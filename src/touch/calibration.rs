// Copyright (c) 2025 Ronan LE MEILLAT, SCTG Development
// This file is part of the rust-acremote project and is licensed under the
// SCTG Development Non-Commercial License v1.0 (see LICENSE.md for details).

//! Raw-sensor to pixel coordinate calibration
//!
//! Built from two calibration points: the raw reading at the logical origin
//! and the raw reading at the logical far corner (the values found in
//! `xorg.conf.d/99-calibration.conf`). A reversed axis shows up as an end
//! value smaller than the origin value.

use anyhow::Result;

/// Precomputed affine conversion for one axis.
///
/// Runs on every touch sample, so the orientation branch is folded into the
/// constants at construction time: `logical = (gain * raw + offset) / divider`.
#[derive(Debug, Clone, Copy)]
struct AxisMap {
    gain: f64,
    offset: f64,
    divider: f64,
}

impl AxisMap {
    fn new(raw_origin: i32, raw_end: i32, logical_dim: u32) -> Result<Self> {
        let span = raw_end - raw_origin;
        if span == 0 {
            anyhow::bail!(
                "Zero raw span between calibration points {} and {}",
                raw_origin,
                raw_end
            );
        }

        let span_abs = span.abs() as f64;
        let divider = span_abs / logical_dim as f64;

        // reversed axis: (|span| - raw + end) / divider
        // direct axis:   (raw - origin) / divider
        let (gain, offset) = if span < 0 {
            (-1.0, span_abs + raw_end as f64)
        } else {
            (1.0, -(raw_origin as f64))
        };

        Ok(Self {
            gain,
            offset,
            divider,
        })
    }

    fn convert(&self, raw: i32) -> i32 {
        ((self.gain * raw as f64 + self.offset) / self.divider) as i32
    }
}

/// Two-axis raw-to-pixel conversion map.
#[derive(Debug, Clone, Copy)]
pub struct TouchCalibration {
    x: AxisMap,
    y: AxisMap,
}

impl TouchCalibration {
    /// Build the conversion from the logical surface dimensions and the two
    /// raw calibration corners. A zero raw span on either axis is a
    /// configuration error.
    pub fn new(
        logical_dim: (u32, u32),
        raw_origin: [i32; 2],
        raw_end: [i32; 2],
    ) -> Result<Self> {
        Ok(Self {
            x: AxisMap::new(raw_origin[0], raw_end[0], logical_dim.0)?,
            y: AxisMap::new(raw_origin[1], raw_end[1], logical_dim.1)?,
        })
    }

    /// Convert one raw sample into truncated logical pixel coordinates.
    pub fn convert(&self, raw_x: i32, raw_y: i32) -> (i32, i32) {
        (self.x.convert(raw_x), self.y.convert(raw_y))
    }
}

#[cfg(test)]
mod tests {
    use super::*;

    #[test]
    fn identity_calibration_round_trips() {
        let cal = TouchCalibration::new((480, 320), [0, 0], [480, 320]).unwrap();

        assert_eq!(cal.convert(0, 0), (0, 0));
        assert_eq!(cal.convert(480, 320), (480, 320));
        assert_eq!(cal.convert(240, 160), (240, 160));
    }

    #[test]
    fn scaled_calibration_divides_down() {
        // raw range 4x the pixel range on both axes
        let cal = TouchCalibration::new((480, 320), [0, 0], [1920, 1280]).unwrap();

        assert_eq!(cal.convert(1920, 1280), (480, 320));
        assert_eq!(cal.convert(960, 640), (240, 160));
        // truncation, not rounding
        assert_eq!(cal.convert(7, 7), (1, 1));
    }

    #[test]
    fn reversed_axis_flips_orientation() {
        // y axis reversed: raw 320 at the top edge, raw 0 at the bottom
        let cal = TouchCalibration::new((480, 320), [0, 320], [480, 0]).unwrap();

        let (_, y_top) = cal.convert(0, 320);
        let (_, y_bottom) = cal.convert(0, 0);

        assert_eq!(y_top, 0);
        assert_eq!(y_bottom, 320);
    }

    #[test]
    fn reversed_sensor_range_matches_panel_defaults() {
        // Waveshare-style corners: x reversed, large raw range
        let cal = TouchCalibration::new((480, 320), [3888, 208], [48, 3888]).unwrap();

        let (left, _) = cal.convert(3888, 208);
        let (right, _) = cal.convert(48, 208);

        assert_eq!(left, 0);
        assert_eq!(right, 480);
    }

    #[test]
    fn zero_span_is_a_configuration_error() {
        assert!(TouchCalibration::new((480, 320), [100, 0], [100, 320]).is_err());
        assert!(TouchCalibration::new((480, 320), [0, 250], [480, 250]).is_err());
    }
}
// Copyright (c) 2025 Ronan LE MEILLAT, SCTG Development
// This file is part of the rust-acremote project and is licensed under the
// SCTG Development Non-Commercial License v1.0 (see LICENSE.md for details).

//! Non-blocking reader for the touch event device
//!
//! Reads raw `input_event` records straight from `/dev/input/eventN`. The
//! device is opened with `O_NONBLOCK`, so an empty read simply means "no
//! touch pending" and the poll loop moves on.
//!
//! A batch of records counts as one tap only when it carries both axis
//! positions and a touch release; a batch without the release (finger still
//! down, or a partial axis update) is ignored rather than dispatched on
//! incomplete coordinates. For long presses the kernel emits many axis
//! records; the last value per axis wins.

use std::fs::{File, OpenOptions};
use std::io::{self, Read};
use std::os::unix::fs::OpenOptionsExt;

use anyhow::{Context, Result};
use log::debug;

use crate::config::{DisplayConfig, TouchConfig};

use super::TouchCalibration;

/// Size of one `struct input_event` on 64-bit kernels: a 16-byte timestamp
/// followed by type, code and value.
const INPUT_EVENT_SIZE: usize = 24;

/// Largest batch read in one poll.
const READ_BATCH: usize = 64;

const EV_KEY: u16 = 0x01;
const EV_ABS: u16 = 0x03;
const ABS_X: u16 = 0x00;
const ABS_Y: u16 = 0x01;
const BTN_TOUCH: u16 = 0x14a;

/// One decoded kernel input record (timestamp dropped).
#[derive(Debug, Clone, Copy)]
struct RawEvent {
    kind: u16,
    code: u16,
    value: i32,
}

/// Polled touch sensor bound to its calibration.
pub struct TouchScreen {
    device: File,
    calibration: TouchCalibration,
}

impl TouchScreen {
    /// Open the configured event device and bake the calibration.
    pub fn open(touch: &TouchConfig, display: &DisplayConfig) -> Result<Self> {
        let calibration = TouchCalibration::new(
            (display.width, display.height),
            touch.raw_origin,
            touch.raw_end,
        )?;

        let device = OpenOptions::new()
            .read(true)
            .custom_flags(libc::O_NONBLOCK)
            .open(&touch.device)
            .with_context(|| format!("Failed to open touch device {}", touch.device))?;

        debug!("Touch device {} opened", touch.device);

        Ok(Self {
            device,
            calibration,
        })
    }

    /// Read the pending event batch and resolve it into one tap, if any.
    ///
    /// Returns logical pixel coordinates, or `None` when nothing is pending
    /// or the batch holds no complete press-and-release.
    pub fn receive_touch(&mut self) -> io::Result<Option<(i32, i32)>> {
        let mut buf = [0u8; INPUT_EVENT_SIZE * READ_BATCH];

        match self.device.read(&mut buf) {
            Ok(n) => {
                let events = parse_events(&buf[..n]);
                Ok(resolve_tap(&events).map(|(x, y)| self.calibration.convert(x, y)))
            }
            // nothing to read in the touch device
            Err(err) if err.kind() == io::ErrorKind::WouldBlock => Ok(None),
            Err(err) => Err(err),
        }
    }
}

/// Decode whole `input_event` records from a raw read; a trailing partial
/// record is dropped.
fn parse_events(buf: &[u8]) -> Vec<RawEvent> {
    buf.chunks_exact(INPUT_EVENT_SIZE)
        .map(|chunk| RawEvent {
            kind: u16::from_ne_bytes([chunk[16], chunk[17]]),
            code: u16::from_ne_bytes([chunk[18], chunk[19]]),
            value: i32::from_ne_bytes([chunk[20], chunk[21], chunk[22], chunk[23]]),
        })
        .collect()
}

/// Resolve a record batch into a raw tap position.
///
/// Requires at least one `ABS_X`, one `ABS_Y` and a `BTN_TOUCH` release in
/// the same batch; a missing press record is tolerated.
fn resolve_tap(events: &[RawEvent]) -> Option<(i32, i32)> {
    let last_x = events
        .iter()
        .filter(|ev| ev.kind == EV_ABS && ev.code == ABS_X)
        .last()?;
    let last_y = events
        .iter()
        .filter(|ev| ev.kind == EV_ABS && ev.code == ABS_Y)
        .last()?;

    let released = events
        .iter()
        .any(|ev| ev.kind == EV_KEY && ev.code == BTN_TOUCH && ev.value == 0);

    released.then_some((last_x.value, last_y.value))
}
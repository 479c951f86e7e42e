// Copyright (c) 2025 Ronan LE MEILLAT, SCTG Development
// This file is part of the rust-acremote project and is licensed under the
// SCTG Development Non-Commercial License v1.0 (see LICENSE.md for details).

//! Supervised task group for the controller's long-running loops.

use std::sync::Arc;

use anyhow::Result;
use log::{error, info};
use tokio::task::JoinHandle;

use crate::remote::PanelSession;
use crate::scheduler::BoundedExecutor;
use crate::ui::ControlPanel;

/// Owns the background loops and their lifetimes.
///
/// The loops sleep for up to twenty minutes at a time, so cancellation is an
/// abort rather than a cooperative flag; call
/// [`BoundedExecutor::stop`] first to let the command queue drain.
pub struct Daemon {
    tasks: Vec<(&'static str, JoinHandle<Result<()>>)>,
}

impl Daemon {
    /// Create a new daemon instance
    pub fn new() -> Self {
        Daemon { tasks: Vec::new() }
    }

    /// Launch all background loops.
    pub fn launch(
        &mut self,
        session: Arc<PanelSession>,
        executor: Arc<BoundedExecutor>,
        panel: Arc<ControlPanel>,
    ) {
        self.start_keep_alive_state(session.clone());
        self.start_keep_alive_power(session);
        self.start_executor(executor);
        self.start_touch_poll(panel.clone());
        self.start_screen_refresh(panel);
    }

    /// Keep the observed unit state fresh between re-auth cycles.
    fn start_keep_alive_state(&mut self, session: Arc<PanelSession>) {
        info!("Starting state keep-alive task");

        let task = tokio::spawn(async move { session.keep_alive_state().await.map_err(Into::into) });
        self.tasks.push(("keep-alive-state", task));
    }

    /// Re-login on a coarse interval, preempting the server's session expiry.
    fn start_keep_alive_power(&mut self, session: Arc<PanelSession>) {
        info!("Starting power keep-alive task");

        let task = tokio::spawn(async move { session.keep_alive_power().await.map_err(Into::into) });
        self.tasks.push(("keep-alive-power", task));
    }

    /// Drain and dispatch the command queue.
    fn start_executor(&mut self, executor: Arc<BoundedExecutor>) {
        info!("Starting command executor task");

        let task = tokio::spawn(async move {
            executor.run().await;
            Ok(())
        });
        self.tasks.push(("executor", task));
    }

    /// Poll the touch sensor and dispatch hits.
    fn start_touch_poll(&mut self, panel: Arc<ControlPanel>) {
        info!("Starting touch poll task");

        let task = tokio::spawn(panel.poll_touch());
        self.tasks.push(("touch-poll", task));
    }

    /// Refresh the on-screen temperatures periodically.
    fn start_screen_refresh(&mut self, panel: Arc<ControlPanel>) {
        info!("Starting screen refresh task");

        let task = tokio::spawn(panel.update_temp_loop());
        self.tasks.push(("screen-refresh", task));
    }

    /// Cancel all outstanding loops.
    pub fn shutdown(&self) {
        info!("Shutting down daemon tasks");
        for (_, task) in &self.tasks {
            task.abort();
        }
    }

    /// Wait for all tasks to settle and surface the first real failure.
    ///
    /// Cancellations are expected after [`shutdown`](Self::shutdown) and are
    /// not errors.
    pub async fn join(self) -> Result<()> {
        let mut first_failure = None;

        for (name, task) in self.tasks {
            match task.await {
                Ok(Ok(())) => {}
                Ok(Err(err)) => {
                    error!("Task {} failed: {:#}", name, err);
                    first_failure.get_or_insert(err);
                }
                Err(err) if err.is_cancelled() => {}
                Err(err) => error!("Task {} panicked: {}", name, err),
            }
        }

        match first_failure {
            Some(err) => Err(err),
            None => Ok(()),
        }
    }
}

impl Default for Daemon {
    fn default() -> Self {
        Self::new()
    }
}
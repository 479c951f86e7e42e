// Copyright (c) 2025 Ronan LE MEILLAT, SCTG Development
// This file is part of the rust-acremote project and is licensed under the
// SCTG Development Non-Commercial License v1.0 (see LICENSE.md for details).

//! Configuration for the framebuffer display

use serde::{Deserialize, Serialize};

/// Settings for the raw framebuffer the UI is drawn onto.
///
/// The GPIO LCD hats expose a secondary 16-bit framebuffer device, hence
/// the `/dev/fb1` default.
#[derive(Debug, Deserialize, Serialize, Clone)]
#[serde(default)]
pub struct DisplayConfig {
    /// Framebuffer device path
    pub framebuffer: String,
    /// Logical surface width in pixels
    pub width: u32,
    /// Logical surface height in pixels
    pub height: u32,
    /// Interval between on-screen temperature refreshes, seconds
    pub refresh_interval_secs: u64,
    /// Maximum random addition to the refresh interval, seconds
    pub refresh_jitter_secs: u64,
}

impl Default for DisplayConfig {
    fn default() -> Self {
        Self {
            framebuffer: "/dev/fb1".to_string(),
            width: 480,
            height: 320,
            refresh_interval_secs: 60,
            refresh_jitter_secs: 10,
        }
    }
}
// Copyright (c) 2025 Ronan LE MEILLAT, SCTG Development
// This file is part of the rust-acremote project and is licensed under the
// SCTG Development Non-Commercial License v1.0 (see LICENSE.md for details).

//! Configuration utilities
//!
//! This module provides utility functions for working with configuration
//! settings, including validation and schema management.

use anyhow::{Context, Result};
use log::debug;

use super::Config;

/// Output the embedded JSON schema to the console.
///
/// This function is called when the `--show-config-schema` flag is provided
/// on the command line. It outputs the full JSON schema for the configuration
/// to stdout, formatted for readability.
///
/// # Example
///
/// ```bash
/// ./rust_acremote --show-config-schema > config_schema.json
/// ```
pub fn output_config_schema() -> Result<()> {
    // Load the schema from the embedded string
    let schema_str = include_str!("../../resources/config.schema.json");

    // Parse the schema to a JSON Value to pretty-format it
    let schema: serde_json::Value =
        serde_json::from_str(schema_str).context("Failed to parse JSON schema")?;

    let formatted_schema =
        serde_json::to_string_pretty(&schema).context("Failed to format JSON schema")?;

    println!("{}", formatted_schema);

    Ok(())
}

/// Check if a string is a plausible panel host
///
/// Validates that a string represents a valid IPv4 or IPv6 address, or a
/// non-empty hostname without URL syntax (the session builds the URL itself).
pub fn is_valid_host(host: &str) -> bool {
    if host.parse::<std::net::IpAddr>().is_ok() {
        return true;
    }

    !host.is_empty() && !host.contains('/') && !host.contains(' ')
}

/// Validates the configuration against additional rules that aren't covered by the JSON schema.
///
/// This function performs deeper validation checks that can't be easily
/// expressed in a JSON schema, such as cross-field relationships between the
/// temperature bounds and the calibration corners.
///
/// # Validation Rules
///
/// - **Panel host**: must be a usable host or IP address
/// - **Temperature bounds**: `lower_temp < upper_temp`, and the configured
///   target must satisfy `lower_temp <= target < upper_temp`
/// - **Calibration**: the raw span between origin and end must be non-zero
///   on both axes (a zero span would make the pixel divider degenerate)
/// - **Surface**: non-zero width and height
/// - **Scheduler**: queue size of at least 1
pub fn validate_specific_rules(config: &Config) -> Result<()> {
    debug!("Performing additional validation checks");

    if !is_valid_host(&config.remote.host) {
        anyhow::bail!("Invalid panel host: {:?}", config.remote.host);
    }

    let remote = &config.remote;
    if remote.lower_temp >= remote.upper_temp {
        anyhow::bail!(
            "Temperature bounds are inverted: lower {} >= upper {}",
            remote.lower_temp,
            remote.upper_temp
        );
    }
    if remote.target_temp < remote.lower_temp || remote.target_temp >= remote.upper_temp {
        anyhow::bail!(
            "Target temperature {} outside the unit's bounds {}..{}",
            remote.target_temp,
            remote.lower_temp,
            remote.upper_temp
        );
    }

    if config.remote.wind_speed > 3 {
        anyhow::bail!("Invalid wind speed index: {}", config.remote.wind_speed);
    }
    if config.remote.wind_angle > 2 {
        anyhow::bail!("Invalid wind angle index: {}", config.remote.wind_angle);
    }

    if config.display.width == 0 || config.display.height == 0 {
        anyhow::bail!(
            "Degenerate display surface: {}x{}",
            config.display.width,
            config.display.height
        );
    }

    let touch = &config.touch;
    if touch.raw_origin[0] == touch.raw_end[0] || touch.raw_origin[1] == touch.raw_end[1] {
        anyhow::bail!(
            "Touch calibration has a zero raw span: origin {:?}, end {:?}",
            touch.raw_origin,
            touch.raw_end
        );
    }

    if config.scheduler.queue_size == 0 {
        anyhow::bail!("Scheduler queue size must be at least 1");
    }

    Ok(())
}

══════

WHAT IS NEEDED
From the data above, output exactly the lines between the one containing "self.start_executor(executor);" and the one containing "the command queue.", counting both of them.

PROBLEM SOLUTION
        self.start_executor(executor);
        self.start_touch_poll(panel.clone());
        self.start_screen_refresh(panel);
    }

    /// Keep the observed unit state fresh between re-auth cycles.
    fn start_keep_alive_state(&mut self, session: Arc<PanelSession>) {
        info!("Starting state keep-alive task");

        let task = tokio::spawn(async move { session.keep_alive_state().await.map_err(Into::into) });
        self.tasks.push(("keep-alive-state", task));
    }

    /// Re-login on a coarse interval, preempting the server's session expiry.
    fn start_keep_alive_power(&mut self, session: Arc<PanelSession>) {
        info!("Starting power keep-alive task");

        let task = tokio::spawn(async move { session.keep_alive_power().await.map_err(Into::into) });
        self.tasks.push(("keep-alive-power", task));
    }

    /// Drain and dispatch the command queue.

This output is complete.